Work item » Some entries follow. Reproduce exactly the lines starting at the one with "filename src/providers/alpha_vantage.rs" and stopping after the one with "size is needed.".

========================================

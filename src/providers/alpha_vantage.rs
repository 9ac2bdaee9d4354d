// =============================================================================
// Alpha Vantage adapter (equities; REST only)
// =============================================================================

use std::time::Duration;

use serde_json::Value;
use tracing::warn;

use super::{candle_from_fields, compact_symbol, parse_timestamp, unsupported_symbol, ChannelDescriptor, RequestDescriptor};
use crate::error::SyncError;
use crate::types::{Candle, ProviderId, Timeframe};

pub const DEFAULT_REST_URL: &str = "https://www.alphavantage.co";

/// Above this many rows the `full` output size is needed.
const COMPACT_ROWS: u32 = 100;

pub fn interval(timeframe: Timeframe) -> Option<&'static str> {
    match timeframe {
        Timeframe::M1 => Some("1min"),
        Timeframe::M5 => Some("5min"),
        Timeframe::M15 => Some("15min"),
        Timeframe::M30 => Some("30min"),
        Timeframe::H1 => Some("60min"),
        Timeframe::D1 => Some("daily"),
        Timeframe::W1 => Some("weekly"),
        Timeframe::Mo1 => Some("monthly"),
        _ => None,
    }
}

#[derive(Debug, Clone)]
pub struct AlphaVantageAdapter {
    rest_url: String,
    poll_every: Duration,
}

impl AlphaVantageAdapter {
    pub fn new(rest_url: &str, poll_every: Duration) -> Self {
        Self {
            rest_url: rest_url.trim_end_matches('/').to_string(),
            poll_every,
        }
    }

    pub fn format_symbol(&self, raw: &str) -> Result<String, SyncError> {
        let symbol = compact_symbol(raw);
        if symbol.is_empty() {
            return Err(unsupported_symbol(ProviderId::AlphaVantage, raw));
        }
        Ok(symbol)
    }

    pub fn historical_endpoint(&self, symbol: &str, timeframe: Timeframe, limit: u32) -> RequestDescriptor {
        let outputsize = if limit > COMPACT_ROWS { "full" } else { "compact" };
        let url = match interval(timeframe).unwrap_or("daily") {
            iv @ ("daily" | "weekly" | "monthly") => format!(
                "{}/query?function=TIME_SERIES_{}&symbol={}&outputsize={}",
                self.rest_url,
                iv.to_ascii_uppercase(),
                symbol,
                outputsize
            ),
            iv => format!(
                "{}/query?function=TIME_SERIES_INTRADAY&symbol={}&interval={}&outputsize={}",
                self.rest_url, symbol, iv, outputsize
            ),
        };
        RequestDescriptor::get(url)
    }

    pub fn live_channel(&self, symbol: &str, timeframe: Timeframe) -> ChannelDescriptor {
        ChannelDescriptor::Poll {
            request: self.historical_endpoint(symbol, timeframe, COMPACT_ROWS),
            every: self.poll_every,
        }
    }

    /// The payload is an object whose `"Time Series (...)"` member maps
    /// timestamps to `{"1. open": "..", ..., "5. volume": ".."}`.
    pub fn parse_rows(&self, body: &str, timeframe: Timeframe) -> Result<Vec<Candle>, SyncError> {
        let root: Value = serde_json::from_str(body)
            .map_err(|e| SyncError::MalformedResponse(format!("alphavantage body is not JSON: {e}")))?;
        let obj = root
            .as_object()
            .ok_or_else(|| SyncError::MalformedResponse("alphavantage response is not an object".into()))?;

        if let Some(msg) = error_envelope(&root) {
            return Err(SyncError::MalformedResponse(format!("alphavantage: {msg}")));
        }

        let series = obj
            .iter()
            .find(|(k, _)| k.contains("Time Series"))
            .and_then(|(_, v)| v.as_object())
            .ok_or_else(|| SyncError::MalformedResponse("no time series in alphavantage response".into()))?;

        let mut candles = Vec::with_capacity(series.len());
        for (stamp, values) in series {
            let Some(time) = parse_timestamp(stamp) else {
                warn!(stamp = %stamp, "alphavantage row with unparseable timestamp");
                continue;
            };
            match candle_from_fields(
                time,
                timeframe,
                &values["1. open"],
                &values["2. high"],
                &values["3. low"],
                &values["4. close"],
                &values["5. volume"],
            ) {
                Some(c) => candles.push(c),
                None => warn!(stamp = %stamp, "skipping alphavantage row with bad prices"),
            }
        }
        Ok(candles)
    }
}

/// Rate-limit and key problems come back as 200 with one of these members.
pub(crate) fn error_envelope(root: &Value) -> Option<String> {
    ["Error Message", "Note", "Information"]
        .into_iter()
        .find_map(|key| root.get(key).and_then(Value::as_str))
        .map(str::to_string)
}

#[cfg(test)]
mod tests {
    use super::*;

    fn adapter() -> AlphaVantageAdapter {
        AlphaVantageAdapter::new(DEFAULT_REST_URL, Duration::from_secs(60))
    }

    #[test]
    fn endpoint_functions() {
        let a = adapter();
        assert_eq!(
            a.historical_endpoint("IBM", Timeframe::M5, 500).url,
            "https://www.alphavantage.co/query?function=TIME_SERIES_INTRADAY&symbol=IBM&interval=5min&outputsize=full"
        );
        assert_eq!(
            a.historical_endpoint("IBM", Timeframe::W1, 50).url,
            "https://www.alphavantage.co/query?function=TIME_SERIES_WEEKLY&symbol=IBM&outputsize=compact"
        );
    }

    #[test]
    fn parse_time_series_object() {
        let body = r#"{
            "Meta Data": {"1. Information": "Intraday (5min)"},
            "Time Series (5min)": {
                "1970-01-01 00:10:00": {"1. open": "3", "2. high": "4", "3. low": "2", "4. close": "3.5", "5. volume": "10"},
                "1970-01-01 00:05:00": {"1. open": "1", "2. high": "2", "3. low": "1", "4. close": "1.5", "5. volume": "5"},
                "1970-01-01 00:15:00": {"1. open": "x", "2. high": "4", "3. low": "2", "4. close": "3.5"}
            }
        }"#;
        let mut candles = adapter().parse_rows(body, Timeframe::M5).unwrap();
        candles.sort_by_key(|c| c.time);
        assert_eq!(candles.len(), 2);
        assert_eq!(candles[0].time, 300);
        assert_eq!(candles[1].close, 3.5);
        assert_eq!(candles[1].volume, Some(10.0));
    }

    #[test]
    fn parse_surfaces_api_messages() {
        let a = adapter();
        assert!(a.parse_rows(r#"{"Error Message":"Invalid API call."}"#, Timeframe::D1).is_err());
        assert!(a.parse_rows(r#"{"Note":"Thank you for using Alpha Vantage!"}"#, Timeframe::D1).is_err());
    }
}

========================================

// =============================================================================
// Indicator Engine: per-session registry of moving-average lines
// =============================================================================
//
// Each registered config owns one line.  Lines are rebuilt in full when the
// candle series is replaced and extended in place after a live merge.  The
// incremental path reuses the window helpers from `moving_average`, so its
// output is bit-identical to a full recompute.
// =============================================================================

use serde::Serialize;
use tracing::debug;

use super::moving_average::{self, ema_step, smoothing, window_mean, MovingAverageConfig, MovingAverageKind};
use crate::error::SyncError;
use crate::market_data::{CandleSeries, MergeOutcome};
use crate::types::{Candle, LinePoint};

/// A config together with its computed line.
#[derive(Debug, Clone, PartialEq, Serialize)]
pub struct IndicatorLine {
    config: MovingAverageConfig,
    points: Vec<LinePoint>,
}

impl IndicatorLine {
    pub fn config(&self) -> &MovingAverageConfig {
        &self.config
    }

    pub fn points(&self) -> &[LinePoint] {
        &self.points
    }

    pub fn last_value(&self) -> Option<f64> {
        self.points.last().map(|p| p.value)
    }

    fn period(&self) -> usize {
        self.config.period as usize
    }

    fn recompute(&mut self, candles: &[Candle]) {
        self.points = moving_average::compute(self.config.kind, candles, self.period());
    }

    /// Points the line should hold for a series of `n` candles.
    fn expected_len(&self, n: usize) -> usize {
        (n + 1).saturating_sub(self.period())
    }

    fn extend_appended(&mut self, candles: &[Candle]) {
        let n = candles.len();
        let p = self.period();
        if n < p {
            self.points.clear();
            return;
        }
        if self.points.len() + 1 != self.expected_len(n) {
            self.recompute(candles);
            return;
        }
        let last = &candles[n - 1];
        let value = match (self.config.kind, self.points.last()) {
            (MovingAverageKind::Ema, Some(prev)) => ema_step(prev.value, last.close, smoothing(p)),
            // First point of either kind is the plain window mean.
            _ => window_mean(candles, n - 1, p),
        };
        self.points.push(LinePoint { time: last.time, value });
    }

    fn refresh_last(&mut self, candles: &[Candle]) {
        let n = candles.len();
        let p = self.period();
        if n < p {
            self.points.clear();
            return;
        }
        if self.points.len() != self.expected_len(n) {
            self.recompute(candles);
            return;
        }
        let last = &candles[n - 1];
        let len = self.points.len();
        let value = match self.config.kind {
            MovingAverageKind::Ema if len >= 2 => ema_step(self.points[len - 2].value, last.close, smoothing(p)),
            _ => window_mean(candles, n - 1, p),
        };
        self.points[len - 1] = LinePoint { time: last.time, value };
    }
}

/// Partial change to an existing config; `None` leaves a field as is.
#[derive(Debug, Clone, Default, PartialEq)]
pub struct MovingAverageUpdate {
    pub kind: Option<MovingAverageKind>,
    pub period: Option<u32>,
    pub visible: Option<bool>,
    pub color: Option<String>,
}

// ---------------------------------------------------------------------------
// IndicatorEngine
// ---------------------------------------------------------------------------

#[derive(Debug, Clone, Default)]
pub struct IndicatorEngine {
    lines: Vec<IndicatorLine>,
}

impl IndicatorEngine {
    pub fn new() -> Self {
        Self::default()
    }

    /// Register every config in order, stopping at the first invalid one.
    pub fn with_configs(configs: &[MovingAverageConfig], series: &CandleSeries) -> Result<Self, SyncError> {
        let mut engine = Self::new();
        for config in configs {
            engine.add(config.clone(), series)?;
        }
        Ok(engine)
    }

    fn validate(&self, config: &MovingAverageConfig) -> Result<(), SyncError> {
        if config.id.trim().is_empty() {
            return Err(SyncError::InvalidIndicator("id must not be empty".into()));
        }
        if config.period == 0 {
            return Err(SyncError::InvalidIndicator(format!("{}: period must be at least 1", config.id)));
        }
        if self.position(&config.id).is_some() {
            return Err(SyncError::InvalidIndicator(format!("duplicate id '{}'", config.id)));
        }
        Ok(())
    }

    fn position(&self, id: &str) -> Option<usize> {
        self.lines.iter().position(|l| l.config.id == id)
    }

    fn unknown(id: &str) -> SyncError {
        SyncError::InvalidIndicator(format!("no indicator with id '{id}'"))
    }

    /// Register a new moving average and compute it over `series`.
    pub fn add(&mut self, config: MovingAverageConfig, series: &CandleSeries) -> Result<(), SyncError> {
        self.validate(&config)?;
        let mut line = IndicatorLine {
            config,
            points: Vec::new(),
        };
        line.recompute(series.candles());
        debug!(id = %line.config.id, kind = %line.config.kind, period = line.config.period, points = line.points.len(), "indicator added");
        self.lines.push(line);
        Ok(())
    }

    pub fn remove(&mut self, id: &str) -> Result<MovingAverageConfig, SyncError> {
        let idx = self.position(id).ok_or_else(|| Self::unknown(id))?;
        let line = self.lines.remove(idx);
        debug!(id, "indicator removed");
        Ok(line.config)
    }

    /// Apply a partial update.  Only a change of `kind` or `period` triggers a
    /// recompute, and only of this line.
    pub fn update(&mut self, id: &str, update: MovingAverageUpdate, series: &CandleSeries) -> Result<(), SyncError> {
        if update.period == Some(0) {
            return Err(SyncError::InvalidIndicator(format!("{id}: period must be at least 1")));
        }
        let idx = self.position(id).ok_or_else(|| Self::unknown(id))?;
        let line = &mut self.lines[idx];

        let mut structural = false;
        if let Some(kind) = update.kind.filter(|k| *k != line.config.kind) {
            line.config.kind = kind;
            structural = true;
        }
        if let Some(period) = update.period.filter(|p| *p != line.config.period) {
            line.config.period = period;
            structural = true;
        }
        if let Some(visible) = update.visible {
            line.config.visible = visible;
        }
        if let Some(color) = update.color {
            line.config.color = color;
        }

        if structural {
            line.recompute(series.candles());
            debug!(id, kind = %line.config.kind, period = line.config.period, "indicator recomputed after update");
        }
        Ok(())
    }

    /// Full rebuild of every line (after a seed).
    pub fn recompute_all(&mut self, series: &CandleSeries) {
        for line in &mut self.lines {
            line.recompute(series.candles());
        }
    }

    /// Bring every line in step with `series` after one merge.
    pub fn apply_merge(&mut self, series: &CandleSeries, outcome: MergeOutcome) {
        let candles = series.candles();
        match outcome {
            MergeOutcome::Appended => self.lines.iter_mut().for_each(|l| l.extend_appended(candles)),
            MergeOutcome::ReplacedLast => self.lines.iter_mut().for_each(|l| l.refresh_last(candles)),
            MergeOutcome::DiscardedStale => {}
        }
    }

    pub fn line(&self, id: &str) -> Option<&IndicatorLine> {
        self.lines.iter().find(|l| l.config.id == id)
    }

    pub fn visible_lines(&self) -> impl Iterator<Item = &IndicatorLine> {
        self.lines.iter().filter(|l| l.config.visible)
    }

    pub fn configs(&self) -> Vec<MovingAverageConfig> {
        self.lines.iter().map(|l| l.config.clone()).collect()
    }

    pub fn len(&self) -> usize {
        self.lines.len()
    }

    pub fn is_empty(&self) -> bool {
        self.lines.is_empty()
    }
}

========================================

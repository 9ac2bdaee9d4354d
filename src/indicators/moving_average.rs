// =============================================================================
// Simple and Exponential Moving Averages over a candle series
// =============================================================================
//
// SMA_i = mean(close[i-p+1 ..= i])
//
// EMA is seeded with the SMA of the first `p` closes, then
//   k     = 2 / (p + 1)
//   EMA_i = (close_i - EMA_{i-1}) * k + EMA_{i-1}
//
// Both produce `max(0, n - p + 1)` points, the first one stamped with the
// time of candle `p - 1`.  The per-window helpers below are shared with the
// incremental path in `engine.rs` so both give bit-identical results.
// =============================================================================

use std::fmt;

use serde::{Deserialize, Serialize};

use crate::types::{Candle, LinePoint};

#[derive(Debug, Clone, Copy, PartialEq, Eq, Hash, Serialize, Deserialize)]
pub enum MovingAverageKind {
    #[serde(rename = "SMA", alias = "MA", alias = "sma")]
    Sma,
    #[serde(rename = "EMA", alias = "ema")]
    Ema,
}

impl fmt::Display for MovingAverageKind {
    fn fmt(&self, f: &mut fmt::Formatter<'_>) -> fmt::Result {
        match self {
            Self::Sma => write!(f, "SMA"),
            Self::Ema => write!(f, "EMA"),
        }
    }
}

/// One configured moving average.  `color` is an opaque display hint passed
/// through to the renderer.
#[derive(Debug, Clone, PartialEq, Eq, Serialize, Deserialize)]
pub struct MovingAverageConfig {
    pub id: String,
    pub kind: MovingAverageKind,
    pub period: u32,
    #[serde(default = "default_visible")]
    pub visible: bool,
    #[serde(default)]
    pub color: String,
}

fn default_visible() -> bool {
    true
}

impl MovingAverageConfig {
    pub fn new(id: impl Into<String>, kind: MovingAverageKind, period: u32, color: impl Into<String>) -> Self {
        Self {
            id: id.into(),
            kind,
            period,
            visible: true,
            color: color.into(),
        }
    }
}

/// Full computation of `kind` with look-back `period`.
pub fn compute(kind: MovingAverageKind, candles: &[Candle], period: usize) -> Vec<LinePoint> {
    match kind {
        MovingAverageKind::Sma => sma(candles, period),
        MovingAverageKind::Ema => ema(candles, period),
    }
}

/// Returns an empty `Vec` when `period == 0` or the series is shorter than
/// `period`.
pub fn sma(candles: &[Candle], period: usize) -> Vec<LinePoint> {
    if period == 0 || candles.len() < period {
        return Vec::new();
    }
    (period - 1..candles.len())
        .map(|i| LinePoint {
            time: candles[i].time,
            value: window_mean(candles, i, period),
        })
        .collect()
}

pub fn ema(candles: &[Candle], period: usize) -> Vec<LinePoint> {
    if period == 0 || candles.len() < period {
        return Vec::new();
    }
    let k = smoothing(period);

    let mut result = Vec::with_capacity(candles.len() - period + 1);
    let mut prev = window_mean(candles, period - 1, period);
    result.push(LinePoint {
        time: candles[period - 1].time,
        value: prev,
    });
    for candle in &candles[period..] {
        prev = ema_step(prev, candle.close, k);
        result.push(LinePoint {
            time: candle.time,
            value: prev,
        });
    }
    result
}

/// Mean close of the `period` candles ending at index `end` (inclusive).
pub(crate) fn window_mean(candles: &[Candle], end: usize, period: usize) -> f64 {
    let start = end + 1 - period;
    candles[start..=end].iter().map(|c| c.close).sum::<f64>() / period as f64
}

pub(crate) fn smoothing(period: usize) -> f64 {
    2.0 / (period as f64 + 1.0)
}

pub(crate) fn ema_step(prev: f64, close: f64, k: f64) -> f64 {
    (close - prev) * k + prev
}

========================================

Solution to this exercise »
filename src/providers/alpha_vantage.rs
repository 9ac2bdaee9d4354d
// =============================================================================
// Alpha Vantage adapter (equities; REST only)
// =============================================================================

use std::time::Duration;

use serde_json::Value;
use tracing::warn;

use super::{candle_from_fields, compact_symbol, parse_timestamp, unsupported_symbol, ChannelDescriptor, RequestDescriptor};
use crate::error::SyncError;
use crate::types::{Candle, ProviderId, Timeframe};

pub const DEFAULT_REST_URL: &str = "https://www.alphavantage.co";

/// Above this many rows the `full` output size is needed.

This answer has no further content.